Index Launches Its First Life Sciences Fund: $200M And Partnering With Glaxo and Johnson & Johnson

Index Ventures may be best known on these pages for its technology investments, but today it launched a new fund that points to how the company is willing to put its money into other examples of strong innovation. The life sciences fund will see Index put in $100 million of its own capital, and have it matched by $50 million each from big pharma leaders GlaxoSmithKline and Johnson & Johnson.

Much like the new $400 million fund from Iris Capital, Orange and Publicis, this fund is all about bringing in major players into an environment where they can make more investments into the technologies and services that could well be the future of their industries, but have possibly been too difficult to track and engage with up to now. This time around, the focus is not tech per se, but promising, early-stage R&D innovation in health.

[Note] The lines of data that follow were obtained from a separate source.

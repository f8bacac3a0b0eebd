//! gRPC-Web body framing.
//!
//! A gRPC-Web HTTP body is a sequence of frames, each `[flag][length][payload]`
//! with a 1-byte flag and a 4-byte big-endian length. Flag `0x00` is a data
//! frame carrying one serialized protobuf message; flag `0x80` is the trailer
//! frame carrying ASCII `grpc-status` / `grpc-message` metadata. A well-formed
//! response is zero or more data frames followed by one trailer, and a body
//! with no data frame at all means "the RPC had nothing to return".

use crate::error::Error;

pub const FRAME_HEADER_SIZE: usize = 5;
pub const DATA_FLAG: u8 = 0x00;
pub const TRAILER_FLAG: u8 = 0x80;

/// Wraps one serialized request message in a gRPC-Web request frame.
///
/// The compression flag is always zero (compression unsupported). An empty
/// message is valid and produces a frame of five zero bytes, which is how
/// parameterless RPCs like `GetBlockchainHeight` go out on the wire.
pub fn build_request_frame(message: &[u8]) -> Vec<u8> {
    let mut frame = Vec::with_capacity(FRAME_HEADER_SIZE + message.len());
    frame.push(DATA_FLAG);
    frame.extend_from_slice(&(message.len() as u32).to_be_bytes());
    frame.extend_from_slice(message);
    frame
}

/// Status metadata extracted from a trailer frame.
#[derive(Debug, Default, Clone, PartialEq, Eq)]
pub struct Trailer {
    pub status: Option<u32>,
    pub message: Option<String>,
}

fn parse_trailer(payload: &[u8]) -> Trailer {
    let text = String::from_utf8_lossy(payload);
    let mut trailer = Trailer::default();
    for line in text.split("\r\n") {
        let Some((key, value)) = line.split_once(':') else {
            continue;
        };
        let key = key.trim();
        let value = value.trim();
        if key.eq_ignore_ascii_case("grpc-status") {
            trailer.status = value.parse::<u32>().ok();
        } else if key.eq_ignore_ascii_case("grpc-message") {
            trailer.message = Some(value.to_string());
        }
    }
    trailer
}

/// Walks the frames of a response body and extracts the message bytes.
///
/// Returns `Ok(Some(payload))` for the first non-empty data frame; every RPC
/// in this system carries at most one meaningful data frame, streaming is out
/// of scope. Returns `Ok(None)` when the body holds no data frame (including
/// a completely empty body); callers map that to their RPC's empty-state
/// default, it is never an error here. A trailer with a non-zero
/// `grpc-status` surfaces as `Error::GrpcStatus` only when no data frame was
/// seen first. A frame header or payload running past the end of the body is
/// `Error::MalformedFrame`; nothing is read out of bounds.
pub fn parse_response_frames(body: &[u8]) -> crate::Result<Option<Vec<u8>>> {
    let mut pos = 0;
    let mut trailer: Option<Trailer> = None;
    while pos < body.len() {
        if body.len() - pos < FRAME_HEADER_SIZE {
            return Err(Error::MalformedFrame("frame header runs past end of body"));
        }
        let flag = body[pos];
        let length =
            u32::from_be_bytes([body[pos + 1], body[pos + 2], body[pos + 3], body[pos + 4]])
                as usize;
        pos += FRAME_HEADER_SIZE;
        if body.len() - pos < length {
            return Err(Error::MalformedFrame("frame payload runs past end of body"));
        }
        let payload = &body[pos..pos + length];
        pos += length;

        if flag & TRAILER_FLAG != 0 {
            // trailer ends message extraction
            trailer = Some(parse_trailer(payload));
            break;
        }
        if length > 0 {
            return Ok(Some(payload.to_vec()));
        }
        // empty data frame, keep scanning
    }

    if let Some(trailer) = trailer {
        match trailer.status {
            Some(0) | None => {}
            Some(code) => {
                return Err(Error::GrpcStatus {
                    code,
                    message: trailer.message.unwrap_or_default(),
                });
            }
        }
    }
    Ok(None)
}

#[cfg(test)]
mod tests {
    use super::*;

    fn data_frame(payload: &[u8]) -> Vec<u8> {
        let mut frame = vec![DATA_FLAG];
        frame.extend_from_slice(&(payload.len() as u32).to_be_bytes());
        frame.extend_from_slice(payload);
        frame
    }

    fn trailer_frame(text: &str) -> Vec<u8> {
        let mut frame = vec![TRAILER_FLAG];
        frame.extend_from_slice(&(text.len() as u32).to_be_bytes());
        frame.extend_from_slice(text.as_bytes());
        frame
    }

    #[test]
    fn test_request_frame_prefixes_header() {
        let frame = build_request_frame(&[0x08, 0x2a]);
        assert_eq!(frame, vec![0x00, 0x00, 0x00, 0x00, 0x02, 0x08, 0x2a]);
    }

    #[test]
    fn test_empty_request_frame_is_five_zero_bytes() {
        assert_eq!(build_request_frame(&[]), vec![0x00; 5]);
    }

    #[test]
    fn test_frame_round_trip() {
        let payloads: Vec<Vec<u8>> = vec![vec![0x00], vec![0xab; 10 * 1024]];
        for payload in payloads {
            let mut body = data_frame(&payload);
            body.extend_from_slice(&trailer_frame("grpc-status:0\r\n"));
            assert_eq!(parse_response_frames(&body).unwrap(), Some(payload));
        }
    }

    #[test]
    fn test_empty_body_is_none_not_an_error() {
        assert_eq!(parse_response_frames(&[]).unwrap(), None);
    }

    #[test]
    fn test_empty_payload_data_frame_yields_none() {
        // an empty data frame carries no message, so only the trailer counts
        let mut body = data_frame(&[]);
        body.extend_from_slice(&trailer_frame("grpc-status:0\r\n"));
        assert_eq!(parse_response_frames(&body).unwrap(), None);
    }

    #[test]
    fn test_trailer_only_body_is_none() {
        let body = trailer_frame("grpc-status:0\r\n");
        assert_eq!(parse_response_frames(&body).unwrap(), None);
    }

    #[test]
    fn test_empty_data_frame_is_skipped() {
        let mut body = data_frame(&[]);
        body.extend_from_slice(&data_frame(&[0x08, 0x01]));
        body.extend_from_slice(&trailer_frame("grpc-status:0\r\n"));
        assert_eq!(
            parse_response_frames(&body).unwrap(),
            Some(vec![0x08, 0x01])
        );
    }

    #[test]
    fn test_data_frame_wins_over_bad_status() {
        // data frame comes first, so the trailer status is never consulted
        let mut body = data_frame(&[0x01]);
        body.extend_from_slice(&trailer_frame("grpc-status:13\r\n"));
        assert_eq!(parse_response_frames(&body).unwrap(), Some(vec![0x01]));
    }

    #[test]
    fn test_nonzero_status_without_data_is_a_grpc_error() {
        let body = trailer_frame("grpc-status:7\r\ngrpc-message:permission denied\r\n");
        match parse_response_frames(&body) {
            Err(Error::GrpcStatus { code, message }) => {
                assert_eq!(code, 7);
                assert_eq!(message, "permission denied");
            }
            other => panic!("expected GrpcStatus error, got {:?}", other),
        }
    }

    #[test]
    fn test_short_header_is_malformed() {
        let body = [0x00, 0x00, 0x00];
        assert!(matches!(
            parse_response_frames(&body),
            Err(Error::MalformedFrame(_))
        ));
    }

    #[test]
    fn test_payload_past_end_is_malformed() {
        // declares 10 payload bytes, provides 2
        let body = [0x00, 0x00, 0x00, 0x00, 0x0a, 0x01, 0x02];
        assert!(matches!(
            parse_response_frames(&body),
            Err(Error::MalformedFrame(_))
        ));
    }

    #[test]
    fn test_trailer_ignores_unknown_keys() {
        let trailer = parse_trailer(b"x-extra:1\r\ngrpc-status: 0\r\n");
        assert_eq!(trailer.status, Some(0));
        assert_eq!(trailer.message, None);
    }
}
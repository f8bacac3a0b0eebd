//! Typed per-service façades over the transport and codecs.
//!
//! Each façade groups the codec pairs of one gRPC service behind async
//! functions: build request bytes, POST through the transport, de-frame the
//! body, parse, and apply the RPC's empty-result default. Errors propagate as
//! `crate::Error`; nothing here retries or logs to a user surface.

pub mod blockchain;
pub mod feed;
pub mod group;
pub mod identity;

pub use blockchain::HushBlockchainService;
pub use feed::HushFeedService;
pub use group::HushGroupService;
pub use identity::HushIdentityService;

use std::sync::Arc;

use crate::events::EventRegistry;
use crate::settings::EndpointSource;
use crate::transport::GrpcWebTransport;

/// All four service façades plus the event registry, behind one constructor.
pub struct HushClient {
    pub identity: HushIdentityService,
    pub feed: HushFeedService,
    pub group: HushGroupService,
    pub blockchain: HushBlockchainService,
    events: Arc<EventRegistry>,
}

impl HushClient {
    pub fn new(endpoint: Arc<dyn EndpointSource>) -> Self {
        HushClient::with_transport(
            Arc::new(GrpcWebTransport::new(endpoint)),
            Arc::new(EventRegistry::new()),
        )
    }

    /// Wires the façades onto an existing transport and registry; the seam
    /// the tests (and any embedder with its own registry) use.
    pub fn with_transport(transport: Arc<GrpcWebTransport>, events: Arc<EventRegistry>) -> Self {
        HushClient {
            identity: HushIdentityService::new(Arc::clone(&transport)),
            feed: HushFeedService::new(Arc::clone(&transport)),
            group: HushGroupService::new(Arc::clone(&transport), Arc::clone(&events)),
            blockchain: HushBlockchainService::new(transport),
            events,
        }
    }

    pub fn events(&self) -> &Arc<EventRegistry> {
        &self.events
    }
}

This is not the first time that Index has invested in biotech but it is the first time they have raised a fund dedicated specifically to it. Previous investments include Genmab A/S, PanGenetics B/V (acquired by Abbott Laboratories, Inc,), Aegerion, Inc., Addex Pharmaceuticals Ltd, ParAllele BioScience Inc. (acquired by Affymetrix), Molecular Partners AG and ProFibrix BV as well as several later-stage investments.

In this new fund, Index will take the lead on investment decisions, maintaining full decision-making rights, while GSK and J&J will participate in a “scientific advisory board” to share their expertise. Index has up to now focused largely on European and Israeli startups working on one or two projects; and this is likely to be the same aim with this new fund. Index says it will also consider opportunities in the U.S.

The fund is being led by Francesco De Rubertis, at Index, who noted that this kind of partnership between two would-be competitors, working together in a venture fund, is something of a first: “The fact that these two global pharmaceutical leaders are committing substantial resources to seek early-stage opportunities through a pure-play classic Venture Capital fund is a testament to the visionary leadership behind the companies,” he said in a statement.

The advisory board will have nine people on it: from GSK, Dr. Moncef Slaoui and Dr Paul-Peter Tak, Head of GSK’s Immunoinflammation Therapy Area Unit; from Janssen, Dr. Paul Stoffels and Dr. Bill Hait, Global Head, Research and Development; and five Index Ventures-appointed executives: Francesco De Rubertis, Kevin Johnson, Michele Ollier, Roman Fleck, and Remy Luthringer.